Data for the task:

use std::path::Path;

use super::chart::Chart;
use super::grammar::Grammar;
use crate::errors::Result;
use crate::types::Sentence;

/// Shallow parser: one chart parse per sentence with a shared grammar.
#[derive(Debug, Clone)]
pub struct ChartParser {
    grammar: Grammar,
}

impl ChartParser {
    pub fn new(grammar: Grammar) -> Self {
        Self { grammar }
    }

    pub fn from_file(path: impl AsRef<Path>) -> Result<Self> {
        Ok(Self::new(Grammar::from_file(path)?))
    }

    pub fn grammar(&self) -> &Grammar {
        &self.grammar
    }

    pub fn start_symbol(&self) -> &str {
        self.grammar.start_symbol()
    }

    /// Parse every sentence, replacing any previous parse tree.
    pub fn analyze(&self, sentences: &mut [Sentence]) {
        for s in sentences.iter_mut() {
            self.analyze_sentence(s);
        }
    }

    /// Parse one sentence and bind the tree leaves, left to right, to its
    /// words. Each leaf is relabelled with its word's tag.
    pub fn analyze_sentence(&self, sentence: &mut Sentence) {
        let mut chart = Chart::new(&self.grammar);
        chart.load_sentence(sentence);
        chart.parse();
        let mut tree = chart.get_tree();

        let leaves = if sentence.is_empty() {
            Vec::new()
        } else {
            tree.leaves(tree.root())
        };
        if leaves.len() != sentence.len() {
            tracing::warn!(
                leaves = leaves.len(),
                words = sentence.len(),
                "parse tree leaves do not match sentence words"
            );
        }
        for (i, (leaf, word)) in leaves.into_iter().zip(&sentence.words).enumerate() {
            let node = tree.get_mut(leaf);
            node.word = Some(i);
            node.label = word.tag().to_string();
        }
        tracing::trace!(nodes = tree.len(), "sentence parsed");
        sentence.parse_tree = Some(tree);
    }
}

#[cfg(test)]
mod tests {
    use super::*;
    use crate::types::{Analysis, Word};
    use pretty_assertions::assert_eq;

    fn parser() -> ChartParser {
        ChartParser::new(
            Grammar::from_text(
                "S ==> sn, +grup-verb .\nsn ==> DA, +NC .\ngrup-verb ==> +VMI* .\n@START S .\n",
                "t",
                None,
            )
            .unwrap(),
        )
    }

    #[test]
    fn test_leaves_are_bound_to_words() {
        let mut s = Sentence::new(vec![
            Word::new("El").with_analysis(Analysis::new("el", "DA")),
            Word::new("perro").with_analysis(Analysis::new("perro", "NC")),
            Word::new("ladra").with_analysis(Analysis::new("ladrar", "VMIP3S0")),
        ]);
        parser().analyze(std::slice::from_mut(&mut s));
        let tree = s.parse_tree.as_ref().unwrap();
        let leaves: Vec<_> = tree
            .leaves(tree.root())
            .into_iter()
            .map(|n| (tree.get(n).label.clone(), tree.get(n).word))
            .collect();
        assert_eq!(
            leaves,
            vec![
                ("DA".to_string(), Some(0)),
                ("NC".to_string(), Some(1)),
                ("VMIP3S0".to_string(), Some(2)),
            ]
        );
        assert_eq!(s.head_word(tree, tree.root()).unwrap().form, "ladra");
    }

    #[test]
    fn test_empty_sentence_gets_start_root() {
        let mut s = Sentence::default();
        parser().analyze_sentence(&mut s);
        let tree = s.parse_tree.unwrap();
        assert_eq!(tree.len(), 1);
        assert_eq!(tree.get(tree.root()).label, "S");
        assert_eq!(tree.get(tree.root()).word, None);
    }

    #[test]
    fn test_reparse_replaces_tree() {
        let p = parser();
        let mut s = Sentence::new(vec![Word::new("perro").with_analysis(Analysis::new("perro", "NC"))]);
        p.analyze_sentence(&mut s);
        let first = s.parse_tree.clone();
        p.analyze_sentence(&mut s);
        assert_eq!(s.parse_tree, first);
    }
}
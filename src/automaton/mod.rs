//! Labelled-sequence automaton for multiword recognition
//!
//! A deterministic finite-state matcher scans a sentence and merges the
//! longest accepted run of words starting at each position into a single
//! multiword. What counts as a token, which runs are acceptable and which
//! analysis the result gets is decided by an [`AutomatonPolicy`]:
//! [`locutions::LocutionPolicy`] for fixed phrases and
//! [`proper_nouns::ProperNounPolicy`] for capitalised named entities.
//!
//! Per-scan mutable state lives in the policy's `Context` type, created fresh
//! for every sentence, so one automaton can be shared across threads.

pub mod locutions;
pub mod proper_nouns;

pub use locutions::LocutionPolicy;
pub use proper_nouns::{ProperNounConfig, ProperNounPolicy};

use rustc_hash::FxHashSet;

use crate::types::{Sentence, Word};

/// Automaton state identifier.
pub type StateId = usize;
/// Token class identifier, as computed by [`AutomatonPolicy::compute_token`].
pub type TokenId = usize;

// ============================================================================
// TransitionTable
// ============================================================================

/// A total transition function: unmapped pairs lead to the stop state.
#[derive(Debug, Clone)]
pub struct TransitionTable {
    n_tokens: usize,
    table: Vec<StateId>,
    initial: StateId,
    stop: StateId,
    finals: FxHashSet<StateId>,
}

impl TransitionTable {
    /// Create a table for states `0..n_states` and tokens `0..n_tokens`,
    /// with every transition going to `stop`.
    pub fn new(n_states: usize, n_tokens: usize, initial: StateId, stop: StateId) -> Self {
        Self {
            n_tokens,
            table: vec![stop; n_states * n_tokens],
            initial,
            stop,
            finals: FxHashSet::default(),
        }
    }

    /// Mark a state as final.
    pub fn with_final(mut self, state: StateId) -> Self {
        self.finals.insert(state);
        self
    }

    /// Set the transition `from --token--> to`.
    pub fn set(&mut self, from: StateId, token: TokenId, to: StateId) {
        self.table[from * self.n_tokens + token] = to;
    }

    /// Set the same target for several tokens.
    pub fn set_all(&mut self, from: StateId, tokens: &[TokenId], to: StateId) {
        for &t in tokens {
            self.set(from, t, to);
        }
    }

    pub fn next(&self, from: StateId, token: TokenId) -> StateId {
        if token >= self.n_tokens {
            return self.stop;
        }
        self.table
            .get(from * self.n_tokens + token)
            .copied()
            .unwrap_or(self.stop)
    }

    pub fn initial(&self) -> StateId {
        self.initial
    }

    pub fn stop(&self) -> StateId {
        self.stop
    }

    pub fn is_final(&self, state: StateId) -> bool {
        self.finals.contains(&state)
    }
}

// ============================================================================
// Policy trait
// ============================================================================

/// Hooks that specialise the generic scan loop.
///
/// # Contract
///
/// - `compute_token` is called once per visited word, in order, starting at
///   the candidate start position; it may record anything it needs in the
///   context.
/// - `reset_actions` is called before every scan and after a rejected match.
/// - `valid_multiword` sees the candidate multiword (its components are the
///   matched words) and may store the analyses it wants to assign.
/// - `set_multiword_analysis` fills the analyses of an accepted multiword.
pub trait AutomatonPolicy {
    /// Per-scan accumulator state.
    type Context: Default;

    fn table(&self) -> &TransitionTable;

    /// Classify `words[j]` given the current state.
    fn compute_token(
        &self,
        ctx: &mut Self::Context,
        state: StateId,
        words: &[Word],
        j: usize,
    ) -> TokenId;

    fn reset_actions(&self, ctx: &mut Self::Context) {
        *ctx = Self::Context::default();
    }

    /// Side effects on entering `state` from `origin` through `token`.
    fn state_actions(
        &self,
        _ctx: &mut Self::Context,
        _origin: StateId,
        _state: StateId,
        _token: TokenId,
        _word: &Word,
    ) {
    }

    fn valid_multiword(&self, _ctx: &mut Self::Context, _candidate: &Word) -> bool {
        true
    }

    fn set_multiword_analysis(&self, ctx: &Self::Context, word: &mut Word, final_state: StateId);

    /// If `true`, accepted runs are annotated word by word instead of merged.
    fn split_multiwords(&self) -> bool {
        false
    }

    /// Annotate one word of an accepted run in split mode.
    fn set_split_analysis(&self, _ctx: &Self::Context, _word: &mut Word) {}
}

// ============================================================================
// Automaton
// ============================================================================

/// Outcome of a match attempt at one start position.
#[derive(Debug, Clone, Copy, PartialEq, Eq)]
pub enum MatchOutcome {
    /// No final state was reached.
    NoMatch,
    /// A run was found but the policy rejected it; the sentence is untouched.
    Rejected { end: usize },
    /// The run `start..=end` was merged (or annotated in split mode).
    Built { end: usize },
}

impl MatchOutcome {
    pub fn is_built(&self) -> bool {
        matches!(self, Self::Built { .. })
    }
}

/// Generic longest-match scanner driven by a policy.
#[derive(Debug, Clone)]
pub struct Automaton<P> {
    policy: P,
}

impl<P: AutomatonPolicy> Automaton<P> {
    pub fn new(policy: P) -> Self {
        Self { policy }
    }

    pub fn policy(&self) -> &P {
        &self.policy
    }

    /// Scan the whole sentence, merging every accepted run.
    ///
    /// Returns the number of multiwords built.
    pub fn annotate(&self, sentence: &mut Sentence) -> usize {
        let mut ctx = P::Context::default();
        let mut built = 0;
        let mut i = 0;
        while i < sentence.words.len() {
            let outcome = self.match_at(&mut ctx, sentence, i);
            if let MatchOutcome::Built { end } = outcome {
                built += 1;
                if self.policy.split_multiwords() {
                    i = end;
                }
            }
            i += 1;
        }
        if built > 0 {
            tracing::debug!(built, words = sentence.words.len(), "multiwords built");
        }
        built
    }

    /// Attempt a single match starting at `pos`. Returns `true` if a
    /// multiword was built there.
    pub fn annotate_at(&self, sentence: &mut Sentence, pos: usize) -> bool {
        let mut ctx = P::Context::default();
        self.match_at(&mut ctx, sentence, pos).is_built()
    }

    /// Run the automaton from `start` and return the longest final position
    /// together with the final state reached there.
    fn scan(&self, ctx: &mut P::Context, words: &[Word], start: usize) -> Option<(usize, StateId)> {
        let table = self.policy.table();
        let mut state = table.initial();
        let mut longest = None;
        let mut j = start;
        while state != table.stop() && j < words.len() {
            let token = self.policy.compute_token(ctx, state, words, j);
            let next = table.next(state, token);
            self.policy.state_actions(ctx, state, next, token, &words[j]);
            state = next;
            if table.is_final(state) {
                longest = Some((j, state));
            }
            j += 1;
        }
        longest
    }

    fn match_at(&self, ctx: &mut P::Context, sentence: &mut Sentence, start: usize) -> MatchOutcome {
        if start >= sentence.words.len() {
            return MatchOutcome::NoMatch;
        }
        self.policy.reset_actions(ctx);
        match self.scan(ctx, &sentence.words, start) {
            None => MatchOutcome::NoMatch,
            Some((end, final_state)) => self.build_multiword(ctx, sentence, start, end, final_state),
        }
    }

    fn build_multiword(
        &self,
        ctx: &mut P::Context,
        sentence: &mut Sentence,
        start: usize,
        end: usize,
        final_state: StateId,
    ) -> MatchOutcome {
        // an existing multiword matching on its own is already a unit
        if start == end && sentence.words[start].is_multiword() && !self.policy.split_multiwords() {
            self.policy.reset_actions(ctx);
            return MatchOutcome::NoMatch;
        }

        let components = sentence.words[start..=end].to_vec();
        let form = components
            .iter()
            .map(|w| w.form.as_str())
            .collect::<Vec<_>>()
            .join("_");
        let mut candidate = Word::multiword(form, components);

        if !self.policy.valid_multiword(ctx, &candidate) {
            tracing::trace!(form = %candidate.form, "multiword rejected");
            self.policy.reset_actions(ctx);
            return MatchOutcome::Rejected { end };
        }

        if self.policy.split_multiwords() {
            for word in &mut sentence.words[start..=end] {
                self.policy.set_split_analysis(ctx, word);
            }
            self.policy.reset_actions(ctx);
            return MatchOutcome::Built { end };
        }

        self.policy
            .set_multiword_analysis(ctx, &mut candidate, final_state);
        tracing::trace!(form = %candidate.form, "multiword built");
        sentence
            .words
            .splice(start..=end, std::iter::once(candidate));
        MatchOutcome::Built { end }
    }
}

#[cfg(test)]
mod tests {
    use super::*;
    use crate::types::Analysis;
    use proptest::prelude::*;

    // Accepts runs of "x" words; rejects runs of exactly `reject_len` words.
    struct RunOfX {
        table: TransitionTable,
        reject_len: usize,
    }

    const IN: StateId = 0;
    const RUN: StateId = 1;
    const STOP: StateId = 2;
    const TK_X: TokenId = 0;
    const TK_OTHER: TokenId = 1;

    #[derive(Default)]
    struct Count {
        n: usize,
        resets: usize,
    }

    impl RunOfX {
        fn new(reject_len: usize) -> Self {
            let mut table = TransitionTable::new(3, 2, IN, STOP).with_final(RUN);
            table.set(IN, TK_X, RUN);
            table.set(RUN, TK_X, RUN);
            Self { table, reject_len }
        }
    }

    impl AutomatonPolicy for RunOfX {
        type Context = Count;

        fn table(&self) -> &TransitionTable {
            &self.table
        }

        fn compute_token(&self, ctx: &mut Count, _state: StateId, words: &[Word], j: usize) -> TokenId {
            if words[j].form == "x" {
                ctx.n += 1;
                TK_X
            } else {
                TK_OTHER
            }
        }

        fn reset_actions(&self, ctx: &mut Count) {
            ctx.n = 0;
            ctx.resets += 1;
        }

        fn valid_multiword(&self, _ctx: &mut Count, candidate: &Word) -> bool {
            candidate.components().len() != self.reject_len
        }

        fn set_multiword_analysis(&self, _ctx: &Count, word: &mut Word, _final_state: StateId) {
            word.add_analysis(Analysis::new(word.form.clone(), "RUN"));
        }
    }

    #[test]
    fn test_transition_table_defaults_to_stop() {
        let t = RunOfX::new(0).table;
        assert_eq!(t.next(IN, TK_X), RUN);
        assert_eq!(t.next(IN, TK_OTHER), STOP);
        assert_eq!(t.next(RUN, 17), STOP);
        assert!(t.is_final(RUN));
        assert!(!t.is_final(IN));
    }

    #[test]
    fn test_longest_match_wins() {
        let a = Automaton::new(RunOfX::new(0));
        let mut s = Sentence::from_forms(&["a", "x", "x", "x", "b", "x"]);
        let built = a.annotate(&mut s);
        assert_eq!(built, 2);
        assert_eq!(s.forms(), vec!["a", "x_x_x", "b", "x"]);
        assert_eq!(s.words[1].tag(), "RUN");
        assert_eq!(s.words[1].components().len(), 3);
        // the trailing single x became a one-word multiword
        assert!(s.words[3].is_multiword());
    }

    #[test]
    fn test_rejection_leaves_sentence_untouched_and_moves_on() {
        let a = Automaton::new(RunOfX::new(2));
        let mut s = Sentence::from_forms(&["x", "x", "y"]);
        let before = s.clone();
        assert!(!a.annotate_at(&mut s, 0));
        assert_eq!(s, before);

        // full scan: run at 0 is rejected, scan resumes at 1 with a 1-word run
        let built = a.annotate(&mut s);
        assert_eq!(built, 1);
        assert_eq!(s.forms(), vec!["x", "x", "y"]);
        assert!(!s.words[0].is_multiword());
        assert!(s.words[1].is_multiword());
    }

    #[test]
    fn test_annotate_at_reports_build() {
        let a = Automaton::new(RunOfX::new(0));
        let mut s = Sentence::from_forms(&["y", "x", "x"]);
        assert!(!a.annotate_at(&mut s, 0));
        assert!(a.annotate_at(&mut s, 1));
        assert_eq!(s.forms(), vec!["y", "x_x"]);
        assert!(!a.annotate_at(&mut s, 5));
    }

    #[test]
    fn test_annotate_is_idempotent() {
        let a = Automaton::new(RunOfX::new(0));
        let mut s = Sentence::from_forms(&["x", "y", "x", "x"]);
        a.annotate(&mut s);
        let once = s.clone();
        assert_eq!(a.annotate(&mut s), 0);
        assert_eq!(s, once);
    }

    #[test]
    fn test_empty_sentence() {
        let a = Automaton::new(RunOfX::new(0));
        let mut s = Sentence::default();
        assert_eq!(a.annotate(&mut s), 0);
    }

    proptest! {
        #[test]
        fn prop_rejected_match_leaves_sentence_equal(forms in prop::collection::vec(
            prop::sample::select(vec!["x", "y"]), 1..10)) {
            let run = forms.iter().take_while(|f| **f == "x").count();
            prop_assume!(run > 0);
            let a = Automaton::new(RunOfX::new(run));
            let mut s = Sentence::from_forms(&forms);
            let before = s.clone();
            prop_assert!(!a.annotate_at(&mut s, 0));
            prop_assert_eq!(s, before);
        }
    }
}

What you have to do: Please transcribe only the lines in the records above running from the line that has "prop_assume!(run > 0);" through the line that has "prop_assert!(!a.annotate_at(&mut s, 0));", both included, exactly as they appear.

Exercise result:
            prop_assume!(run > 0);
            let a = Automaton::new(RunOfX::new(run));
            let mut s = Sentence::from_forms(&forms);
            let before = s.clone();
            prop_assert!(!a.annotate_at(&mut s, 0));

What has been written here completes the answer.